This is the third in a series of interviews with professionals to share information about how their businesses are reacting to COVID-19. Jordan Blask, Katherine Koop Irwin, and Edward Grattan of Tucker Arensberg, P.C. were the interviewers.

Every sector of the worldwide economy has had to react to the COVID-19 pandemic and the manufacturing industry is no exception.  For the third interview in our series of interviews with local business leaders regarding the impact of COVID-19 on the economy, Jordan Blask, Katherine Koop Irwin, and Edward Grattan, labor & employment, business, credit, and finance attorneys, at Tucker Arensberg, P.C., a Pittsburgh based law firm that represents clients both regionally and nationally, “sat down” via Zoom Meetings, with Roger Atkins, of the National Tooling and Machining Association to provide his perspective and outlook related to the effects of COVID-19 on the manufacturing industry.

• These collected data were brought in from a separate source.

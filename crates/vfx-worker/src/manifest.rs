//! Render manifests for the command line tool.
//!
//! A manifest is a JSON file naming the clips and transitions of one render.
//! Relative paths resolve against the manifest's own directory.

use std::path::{Path, PathBuf};
use std::sync::Arc;

use schemars::JsonSchema;
use serde::{Deserialize, Serialize};
use serde_json::Value;
use tracing::{debug, info};
use vfx_media::recolor;
use vfx_models::{round_even, AspectPreset, MediaSegment, PlacedTransition, TransitionDescriptor};

use crate::coordinator::RenderRequest;
use crate::error::{RenderError, RenderResult};

/// One render job on disk.
#[derive(Debug, Clone, PartialEq, Serialize, Deserialize, JsonSchema)]
pub struct RenderManifest {
    /// Clips in playback order
    pub clips: Vec<ClipEntry>,

    /// Transitions burned in at clip boundaries
    #[serde(default)]
    pub transitions: Vec<TransitionEntry>,

    /// Output size preset, used when no explicit size is given
    #[serde(default)]
    pub aspect: Option<AspectPreset>,

    /// Explicit output width; requires `height`
    #[serde(default)]
    pub width: Option<u32>,

    /// Explicit output height; requires `width`
    #[serde(default)]
    pub height: Option<u32>,
}

#[derive(Debug, Clone, PartialEq, Serialize, Deserialize, JsonSchema)]
pub struct ClipEntry {
    pub path: PathBuf,

    /// Keep only `[start, end)` seconds of the source
    #[serde(default)]
    pub trim: Option<TrimSpec>,

    /// MIME type; guessed from the extension when absent
    #[serde(default)]
    pub mime_type: Option<String>,
}

#[derive(Debug, Clone, Copy, PartialEq, Serialize, Deserialize, JsonSchema)]
pub struct TrimSpec {
    pub start: f64,
    pub end: f64,
}

#[derive(Debug, Clone, PartialEq, Serialize, Deserialize, JsonSchema)]
pub struct TransitionEntry {
    /// Lottie JSON document
    pub path: PathBuf,

    /// Cut between clip `boundary` and `boundary + 1`; defaults to the
    /// transition's position in the list
    #[serde(default)]
    pub boundary: Option<usize>,

    /// Color replacements applied before rendering
    #[serde(default)]
    pub recolor: Vec<RecolorRule>,
}

/// Replace every fill or stroke of color `from` with `to` (`#rrggbb`).
#[derive(Debug, Clone, PartialEq, Serialize, Deserialize, JsonSchema)]
pub struct RecolorRule {
    pub from: String,
    pub to: String,
}

impl RenderManifest {
    /// Read and parse a manifest file.
    pub async fn from_file(path: impl AsRef<Path>) -> RenderResult<Self> {
        let path = path.as_ref();
        let bytes = read_file(path).await?;
        serde_json::from_slice(&bytes).map_err(|e| RenderError::decode(path.display().to_string(), e.to_string()))
    }

    /// Output size: explicit dimensions rounded down to even, else the
    /// aspect preset, else vertical.
    pub fn output_size(&self) -> RenderResult<(u32, u32)> {
        match (self.width, self.height) {
            (Some(width), Some(height)) => {
                let size = (round_even(width), round_even(height));
                if size != (width, height) {
                    debug!(width, height, rounded = ?size, "Rounded output size to even dimensions");
                }
                Ok(size)
            }
            (None, None) => Ok(self.aspect.unwrap_or_default().dimensions()),
            _ => Err(RenderError::validation("manifest must set both width and height, or neither")),
        }
    }

    /// Load every referenced file and build the render request.
    pub async fn load_request(&self, base_dir: &Path) -> RenderResult<RenderRequest> {
        let (width, height) = self.output_size()?;

        let mut segments = Vec::with_capacity(self.clips.len());
        for clip in &self.clips {
            let path = base_dir.join(&clip.path);
            let bytes = read_file(&path).await?;
            let mime_type = clip
                .mime_type
                .clone()
                .unwrap_or_else(|| guess_mime_type(&path).to_string());

            let mut segment = MediaSegment::new(display_name(&path), Arc::<[u8]>::from(bytes), mime_type);
            if let Some(trim) = clip.trim {
                segment = segment.with_trim(trim.start, trim.end);
            }
            segments.push(segment);
        }

        let mut transitions = Vec::with_capacity(self.transitions.len());
        for (position, entry) in self.transitions.iter().enumerate() {
            let path = base_dir.join(&entry.path);
            let descriptor = load_transition(&path, &entry.recolor).await?;
            transitions.push(PlacedTransition {
                descriptor,
                boundary: entry.boundary.unwrap_or(position),
            });
        }

        info!(
            clips = segments.len(),
            transitions = transitions.len(),
            width,
            height,
            "Manifest loaded"
        );
        Ok(RenderRequest::new(segments, transitions, width, height))
    }

    /// JSON schema of the manifest format.
    pub fn schema() -> Value {
        serde_json::to_value(schemars::schema_for!(RenderManifest)).unwrap_or(Value::Null)
    }
}

/// Read a Lottie document, apply recolor rules and build its descriptor.
pub async fn load_transition(path: &Path, rules: &[RecolorRule]) -> RenderResult<TransitionDescriptor> {
    let subject = path.display().to_string();
    let bytes = read_file(path).await?;
    let mut document: Value =
        serde_json::from_slice(&bytes).map_err(|e| RenderError::decode(&subject, e.to_string()))?;

    for rule in rules {
        let replaced = recolor(&mut document, &rule.from, &rule.to)?;
        if replaced == 0 {
            return Err(RenderError::validation(format!(
                "{subject}: no fill or stroke uses color {}",
                rule.from
            )));
        }
        debug!(transition = %subject, from = %rule.from, to = %rule.to, replaced, "Recolored transition");
    }

    Ok(TransitionDescriptor::from_document(display_name(path), document)?)
}

async fn read_file(path: &Path) -> RenderResult<Vec<u8>> {
    tokio::fs::read(path)
        .await
        .map_err(|e| RenderError::Io(std::io::Error::new(e.kind(), format!("{}: {e}", path.display()))))
}

fn display_name(path: &Path) -> String {
    path.file_name()
        .map(|n| n.to_string_lossy().into_owned())
        .unwrap_or_else(|| path.display().to_string())
}

fn guess_mime_type(path: &Path) -> &'static str {
    let extension = path
        .extension()
        .map(|e| e.to_string_lossy().to_lowercase())
        .unwrap_or_default();
    match extension.as_str() {
        "webm" => "video/webm",
        "mov" => "video/quicktime",
        "mkv" => "video/x-matroska",
        "avi" => "video/x-msvideo",
        "mpg" | "mpeg" => "video/mpeg",
        _ => "video/mp4",
    }
}
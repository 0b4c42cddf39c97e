//! Shared data models for the transition renderer.
//!
//! This crate provides pure types and math for:
//! - Media segments and trim windows
//! - Transition descriptors built from Lottie documents
//! - The ordered layer list and transition placement
//! - Timeline merge points and transition windows
//! - The shared fit/letterbox rule and aspect presets
//! - Encoding profile and render stages

pub mod aspect;
pub mod encoding;
pub mod error;
pub mod fit;
pub mod job;
pub mod layer;
pub mod segment;
pub mod timeline;
pub mod transition;

// Re-export common types
pub use aspect::{AspectPreset, AspectPresetParseError};
pub use encoding::EncodingProfile;
pub use error::{ModelError, ModelResult};
pub use fit::{fit_rect, round_even, scale_pad_filter, validate_target_size, FitRect};
pub use job::{JobId, RenderStage};
pub use layer::{Layer, LayerPlan, PlacedTransition};
pub use segment::{MediaSegment, TrimWindow};
pub use timeline::{
    compute_merge_points, compute_windows, effective_duration, preview_frame_at, validate_placement,
    PreviewFrame, Timeline, TransitionWindow,
};
pub use transition::{TransitionDescriptor, IMPACT_MARKER_NAME};
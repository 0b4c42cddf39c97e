//! Overlay compositing.
//!
//! The assembled video is input 0. Each transition becomes a PNG image
//! sequence input, shifted to its window with `-itsoffset`, and the whole
//! stack is encoded in a single pass.

use std::sync::{Arc, Mutex};

use tracing::{debug, info, warn};
use vfx_models::{EncodingProfile, TransitionWindow};

use crate::animation::{AnimationEngine, RasterFrame, RasterFrames};
use crate::cancel::CancelSignal;
use crate::command::FfmpegCommand;
use crate::error::{MediaError, MediaResult};
use crate::filters::build_composite_graph;
use crate::worker::{TranscodeWorker, WorkerEvent};

/// Scratch name of the base video.
pub const BASE_INPUT: &str = "base.mp4";
/// Scratch name of the composited output.
pub const COMPOSITE_OUTPUT: &str = "output.mp4";

/// Scratch name of frame `frame` of overlay input `slot`.
pub fn overlay_frame_name(slot: usize, frame: u32) -> String {
    format!("ov{slot}_{frame:05}.png")
}

/// Image-sequence pattern of overlay input `slot`.
pub fn overlay_pattern(slot: usize) -> String {
    format!("ov{slot}_%05d.png")
}

/// Frames of one transition, paired positionally with its window.
pub struct OverlaySource<E: AnimationEngine> {
    pub frames: RasterFrames<E>,
    pub frame_rate: f64,
}

impl<E: AnimationEngine> std::fmt::Debug for OverlaySource<E> {
    fn fmt(&self, f: &mut std::fmt::Formatter<'_>) -> std::fmt::Result {
        f.debug_struct("OverlaySource")
            .field("remaining", &self.frames.remaining())
            .field("frame_rate", &self.frame_rate)
            .finish()
    }
}

/// Event reported while compositing.
#[derive(Debug, Clone, Copy, PartialEq)]
pub enum CompositeEvent {
    /// Rasterization fraction of one overlay (by window index)
    Rasterized { transition: usize, fraction: f64 },
    /// Monotonic fraction of the encode pass
    Progress(f64),
}

/// Receives composite events.
pub type CompositeEventHandler = Arc<dyn Fn(CompositeEvent) + Send + Sync>;

/// What one composite pass draws.
pub struct CompositeInputs<'a, E: AnimationEngine> {
    /// Concatenated clips, input 0
    pub base_video: &'a [u8],
    /// Output length; overlays never extend it
    pub base_duration: f64,
    /// `overlays[i]` plays in `windows[i]`
    pub overlays: Vec<OverlaySource<E>>,
    pub windows: &'a [TransitionWindow],
}

impl<E: AnimationEngine> std::fmt::Debug for CompositeInputs<'_, E> {
    fn fmt(&self, f: &mut std::fmt::Formatter<'_>) -> std::fmt::Result {
        f.debug_struct("CompositeInputs")
            .field("base_len", &self.base_video.len())
            .field("base_duration", &self.base_duration)
            .field("overlays", &self.overlays)
            .field("windows", &self.windows)
            .finish()
    }
}

/// Placement of one overlay input in the composite command.
#[derive(Debug, Clone, Copy)]
struct OverlayInput {
    slot: usize,
    start: f64,
    first_frame: u32,
    frame_rate: f64,
}

/// Builds and runs the composite pass.
#[derive(Debug, Clone)]
pub struct CompositeGraphBuilder {
    width: u32,
    height: u32,
    profile: EncodingProfile,
}

impl CompositeGraphBuilder {
    pub fn new(width: u32, height: u32) -> Self {
        Self {
            width,
            height,
            profile: EncodingProfile::default(),
        }
    }

    pub fn with_profile(mut self, profile: EncodingProfile) -> Self {
        self.profile = profile;
        self
    }

    /// Composite the overlays over the base video and return the encoded
    /// result.
    ///
    /// Overlays are stacked in order of window start, so a later window
    /// draws on top of an earlier one where they overlap.
    pub async fn build_and_render<E: AnimationEngine>(
        &self,
        worker: &mut dyn TranscodeWorker,
        inputs: CompositeInputs<'_, E>,
        cancel: &CancelSignal,
        on_event: CompositeEventHandler,
    ) -> MediaResult<Vec<u8>> {
        let CompositeInputs {
            base_video,
            base_duration,
            overlays,
            windows,
        } = inputs;

        if overlays.len() != windows.len() {
            return Err(MediaError::validation(format!(
                "{} overlays for {} transition windows",
                overlays.len(),
                windows.len()
            )));
        }

        let mut paired: Vec<(TransitionWindow, OverlaySource<E>)> =
            windows.iter().copied().zip(overlays).collect();
        paired.sort_by(|a, b| a.0.start.total_cmp(&b.0.start));

        for pair in paired.windows(2) {
            if pair[0].0.overlaps(&pair[1].0) {
                warn!(
                    first = pair[0].0.index,
                    second = pair[1].0.index,
                    "Transition windows overlap; the later one draws on top"
                );
            }
        }

        worker.write_input(BASE_INPUT, base_video).await?;

        let mut files = Vec::new();
        let mut placed = Vec::with_capacity(paired.len());
        let mut sorted_windows = Vec::with_capacity(paired.len());

        for (slot, (window, overlay)) in paired.into_iter().enumerate() {
            let first_frame = window.skipped_frames();
            let frame_rate = overlay.frame_rate;
            let written = self
                .stream_frames(worker, slot, &window, overlay.frames, cancel, &on_event)
                .await?;
            files.extend(written);

            placed.push(OverlayInput {
                slot,
                start: window.start,
                first_frame,
                frame_rate,
            });
            sorted_windows.push(window);
        }

        let args = self.build_args(&placed, &sorted_windows, base_duration);

        let best = Arc::new(Mutex::new(0.0f64));
        {
            let best = best.clone();
            let on_event = on_event.clone();
            worker.set_event_handler(Some(Arc::new(move |event: WorkerEvent| {
                let WorkerEvent::Progress(progress) = event else {
                    return;
                };
                let fraction = match best.lock() {
                    Ok(mut best) => {
                        *best = best.max(progress.fraction(base_duration));
                        *best
                    }
                    Err(_) => return,
                };
                on_event(CompositeEvent::Progress(fraction));
            })));
        }

        info!(
            overlays = placed.len(),
            width = self.width,
            height = self.height,
            base_duration,
            "Compositing transitions"
        );

        let status = worker.execute(&args, cancel).await;
        worker.set_event_handler(None);
        status?.check("composite")?;

        let output = worker.read_output(COMPOSITE_OUTPUT).await?;

        worker.delete_file(BASE_INPUT).await?;
        for name in &files {
            worker.delete_file(name).await?;
        }
        worker.delete_file(COMPOSITE_OUTPUT).await?;

        on_event(CompositeEvent::Progress(1.0));
        debug!(bytes = output.len(), "Composite finished");
        Ok(output)
    }

    /// Render the overlay frames on the blocking pool and write each one
    /// into the worker as soon as it exists.
    async fn stream_frames<E: AnimationEngine>(
        &self,
        worker: &mut dyn TranscodeWorker,
        slot: usize,
        window: &TransitionWindow,
        mut frames: RasterFrames<E>,
        cancel: &CancelSignal,
        on_event: &CompositeEventHandler,
    ) -> MediaResult<Vec<String>> {
        frames.skip_to(window.skipped_frames());
        let total = frames.remaining().max(1) as f64;
        let mut written = Vec::new();

        loop {
            if cancel.is_cancelled() {
                return Err(MediaError::Cancelled);
            }

            let (rest, next) = tokio::task::spawn_blocking(move || {
                let next = frames.next();
                (frames, next)
            })
            .await
            .map_err(|e| MediaError::internal(format!("rasterizer task failed: {e}")))?;
            frames = rest;

            let Some(frame) = next else {
                break;
            };
            let RasterFrame { index, png_bytes } = frame?;

            let name = overlay_frame_name(slot, index);
            worker.write_input(&name, &png_bytes).await?;
            written.push(name);

            on_event(CompositeEvent::Rasterized {
                transition: window.index,
                fraction: written.len() as f64 / total,
            });
        }

        debug!(slot, transition = window.index, frames = written.len(), "Overlay frames written");
        Ok(written)
    }

    /// Arguments of the composite pass.
    fn build_args(&self, inputs: &[OverlayInput], windows: &[TransitionWindow], base_duration: f64) -> Vec<String> {
        let mut cmd = FfmpegCommand::new(COMPOSITE_OUTPUT).input(BASE_INPUT);

        for input in inputs {
            cmd = cmd
                .input_args([
                    "-framerate".to_string(),
                    format!("{}", input.frame_rate),
                    "-start_number".to_string(),
                    input.first_frame.to_string(),
                    "-itsoffset".to_string(),
                    format!("{:.3}", input.start),
                ])
                .input(overlay_pattern(input.slot));
        }

        let (graph, last) = build_composite_graph(windows, self.width, self.height);

        cmd.filter_complex(graph)
            .map(format!("[{last}]"))
            .map("0:a?")
            .output_args(self.profile.to_ffmpeg_args())
            .output_args(["-t".to_string(), format!("{base_duration:.3}")])
            .output_args(["-movflags", "+faststart"])
            .build_args()
    }
}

Roger Atkins is the President of the National Tooling and Machining Association (“NTMA”). Roger was appointed by the NTMA Board of Directors and joined the association following a successful career in contract manufacturing and in consulting for manufacturing companies.  Roger knows the NTMA well, having joined the association in 1979.  He previously held every officer position for NTMA at the national level, including serving as NTMA Chairman in 2012.  Roger also held various officer positions within the Houston, Texas NTMA Chapter.  Roger began his career at his family’s contract manufacturing business, immediately after graduating from Texas A&M University.  Over the years, he spearheaded significant growth in multiple manufacturing companies, all of which also belonged to NTMA.  His greatest success was growing a Texas-based manufacturing company from $22M to $156M which included acquisitions and international greenfield startups.  For the past several years, Roger has operated RJ3 Enterprise, LLC, an executive advisory company, guiding small to medium sized manufacturing companies through growth and change.   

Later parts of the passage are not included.